O chef padeiro capixaba João Carlos Butske, natural de Nova Venécia, no Noroeste do Espírito Santo, foi eleito o melhor padeiro do mundo em um evento promovido pela União Internacional de Padeiros e Confeiteiros (UIBC), em Singapura.
Com essa vitória, João se torna o segundo brasileiro a obter tal reconhecimento — o primeiro foi o paulista Rogério Shimura, em 2019. Logo após a cerimônia, ele usou suas redes sociais para expressar a emoção e agradecer a todos que o apoiaram.
“Melhor padeiro do ano! Sou grato a cada pessoa que acompanhou, torceu e acreditou. Vocês são parte desta conquista. Representar o Brasil e o Espírito Santo no maior palco da panificação mundial é algo que levarei para sempre no coração.”
João Carlos Butske
A candidatura de João Butske ao prêmio foi submetida pela Associação Brasileira da Indústria de Panificação e Confeitaria (Abip), que ressaltou sua dedicação, talento e contribuição para o fortalecimento da panificação no Brasil.
Antes de alcançar o título mundial, João já havia sido eleito melhor padeiro das Américas na edição 2024/2025 e melhor padeiro e confeiteiro do Espírito Santo, além de figurar entre os 100 melhores do Brasil.
Em 2025, ele já havia participado da mesma premiação da UIBC, terminando em quarto lugar.
Trajetória do melhor padeiro do mundo
Aos 9 anos, João iniciou sua vida profissional em uma oficina mecânica. Aos 16, deixou a casa dos pais para estudar na Escola Agrotécnica Federal de Alegre (EAFA), hoje Ifes, onde se formou técnico agrícola. O sonho era cursar Zootecnia, mas a situação financeira da família não possibilitou.

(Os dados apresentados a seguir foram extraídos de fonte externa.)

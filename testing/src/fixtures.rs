//! Entity and caller fixtures.

use chrono::NaiveDate;
use conference_core::entity::{Conference, ConferenceSession, Profile, SessionType, Speaker, TeeShirtSize};
use conference_core::identity::CallerIdentity;

/// A caller with a predictable email and nickname.
///
/// ```
/// let alice = conference_testing::caller("alice");
/// assert_eq!(alice.email, "alice@example.com");
/// assert_eq!(alice.nickname, "alice");
/// ```
#[must_use]
pub fn caller(user_id: &str) -> CallerIdentity {
    CallerIdentity::new(user_id, format!("{user_id}@example.com"), user_id)
}

/// The profile a first write for `user_id` would create.
#[must_use]
pub fn profile(user_id: &str) -> Profile {
    Profile {
        display_name: user_id.to_string(),
        main_email: format!("{user_id}@example.com"),
        tee_shirt_size: TeeShirtSize::NotSpecified,
        conference_keys_to_attend: Vec::new(),
    }
}

/// A conference organized by `organizer` with every seat free.
#[must_use]
pub fn conference(name: &str, organizer: &str, max_attendees: u32) -> Conference {
    Conference {
        name: name.to_string(),
        description: None,
        organizer_user_id: organizer.to_string(),
        topics: vec!["Default".to_string(), "Topic".to_string()],
        city: Some("Default City".to_string()),
        start_date: NaiveDate::from_ymd_opt(2026, 6, 1),
        month: 6,
        end_date: NaiveDate::from_ymd_opt(2026, 6, 3),
        max_attendees,
        seats_available: max_attendees,
    }
}

/// A speaker with no sessions.
#[must_use]
pub fn speaker(email: &str) -> Speaker {
    Speaker {
        display_name: None,
        main_email: email.to_string(),
        session_keys_to_speak_at: Vec::new(),
    }
}

/// A one-hour lecture with no speaker.
#[must_use]
pub fn session(name: &str) -> ConferenceSession {
    ConferenceSession {
        name: name.to_string(),
        highlights: None,
        speaker_key: None,
        start_time: chrono::NaiveTime::from_hms_opt(10, 30, 0),
        duration: 60,
        type_of_session: SessionType::Lecture,
        date: None,
    }
}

Aos 17 anos, passou a trabalhar na Padaria Salute como entregador. Na empresa, percorreu quase todas as funções: entregador, auxiliar de embalador, embalador, auxiliar de padeiro e, por fim, gerente de produção. Foi nessa época que começou a estudar panificação e a aplicar os conhecimentos na prática.
Em 2002, teve a chance de realizar um curso de panificação no Sindipães, em Vitória. Deixou um mês de faculdade de lado para se concentrar no aprendizado técnico.
“Aquele curso me proporcionou uma nova perspectiva sobre o setor. Passei a compreender os processos e a me apaixonar pela panificação”, relatou.
Nos últimos anos, o padeiro participou de várias ações de capacitação e desenvolvimento empresarial oferecidas pelo Sebrae/ES.